■ Exercise goal: If a line in the data contains "Debug", copy it out.
● ● ● ●
//! Relay messages exchanged between clients, servers and session hubs.

use crate::commit::CommitSet;
use serde::{Deserialize, Serialize};

/// A relay protocol message.
///
/// Serialized as `{"event": "<kebab-case name>", "data": ...}`.
#[derive(Debug, Clone, PartialEq, Serialize, Deserialize)]
#[serde(tag = "event", content = "data", rename_all = "kebab-case")]
pub enum SyncMessage {
    /// Server → client: connection accepted.
    Connected(ConnectedInfo),
    /// New or merged commits.
    Push(CommitSet),
    /// Complete state of every synced entity.
    FullState(CommitSet),
    /// Opaque application payload relayed to the other clients.
    Message(serde_json::Value),
    /// Hub → client: hub greeting.
    ConnectionHub(HubInfo),
    /// Client → hub: request a new session.
    CreateSession(SessionRequest),
    /// Hub → client: session created.
    SessionCreated(SessionInfo),
}

impl SyncMessage {
    /// Returns the wire event name.
    pub fn event_name(&self) -> &'static str {
        match self {
            SyncMessage::Connected(_) => "connected",
            SyncMessage::Push(_) => "push",
            SyncMessage::FullState(_) => "full-state",
            SyncMessage::Message(_) => "message",
            SyncMessage::ConnectionHub(_) => "connection-hub",
            SyncMessage::CreateSession(_) => "create-session",
            SyncMessage::SessionCreated(_) => "session-created",
        }
    }
}

/// Connection info sent to a newly connected client.
#[derive(Debug, Clone, PartialEq, Eq, Serialize, Deserialize)]
pub struct ConnectedInfo {
    /// Id assigned to the client; the client adopts it as its sync id.
    pub id: String,
    /// Sync id of the server's synchronizer.
    #[serde(rename = "serverSyncID")]
    pub server_sync_id: String,
}

/// Hub greeting.
#[derive(Debug, Clone, Copy, PartialEq, Eq, Serialize, Deserialize)]
pub struct HubInfo {
    /// Whether new sessions are seeded from the first client's state.
    #[serde(rename = "useClientModel")]
    pub use_client_model: bool,
}

/// Request for a new session.
#[derive(Debug, Clone, PartialEq, Default, Serialize, Deserialize)]
pub struct SessionRequest {
    /// Initial state, used when the hub seeds sessions from clients.
    #[serde(default, skip_serializing_if = "Option::is_none")]
    pub state: Option<CommitSet>,
}

/// A created session.
#[derive(Debug, Clone, PartialEq, Eq, Serialize, Deserialize)]
pub struct SessionInfo {
    /// Session id.
    pub id: String,
}

#[cfg(test)]
mod tests {
    use super::*;
    use crate::commit::Commit;
    use crate::gid::Gid;

    #[test]
    fn event_names_match_wire_tags() {
        let messages = vec![
            SyncMessage::Connected(ConnectedInfo {
                id: "c1".into(),
                server_sync_id: "s".into(),
            }),
            SyncMessage::Push(CommitSet::new()),
            SyncMessage::FullState(CommitSet::new()),
            SyncMessage::Message(serde_json::json!("hi")),
            SyncMessage::ConnectionHub(HubInfo {
                use_client_model: true,
            }),
            SyncMessage::CreateSession(SessionRequest::default()),
            SyncMessage::SessionCreated(SessionInfo { id: "x".into() }),
        ];

        for message in messages {
            let json = serde_json::to_value(&message).unwrap();
            assert_eq!(json["event"], message.event_name());
        }
    }

    #[test]
    fn push_payload_is_keyed_by_gid() {
        let mut commits = CommitSet::new();
        commits.insert(Gid::from("root"), Commit::new("s", 1, 0));
        let json = serde_json::to_value(SyncMessage::Push(commits)).unwrap();
        assert_eq!(json["data"]["root"]["version"], 1);
    }

    #[test]
    fn connected_uses_wire_field_names() {
        let json = serde_json::to_value(SyncMessage::Connected(ConnectedInfo {
            id: "c1".into(),
            server_sync_id: "srv".into(),
        }))
        .unwrap();
        assert_eq!(json["data"]["serverSyncID"], "srv");
    }
}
● ● ● ●
■ Reply:
#[derive(Debug, Clone, PartialEq, Serialize, Deserialize)]
#[derive(Debug, Clone, PartialEq, Eq, Serialize, Deserialize)]
#[derive(Debug, Clone, Copy, PartialEq, Eq, Serialize, Deserialize)]
#[derive(Debug, Clone, PartialEq, Default, Serialize, Deserialize)]
#[derive(Debug, Clone, PartialEq, Eq, Serialize, Deserialize)]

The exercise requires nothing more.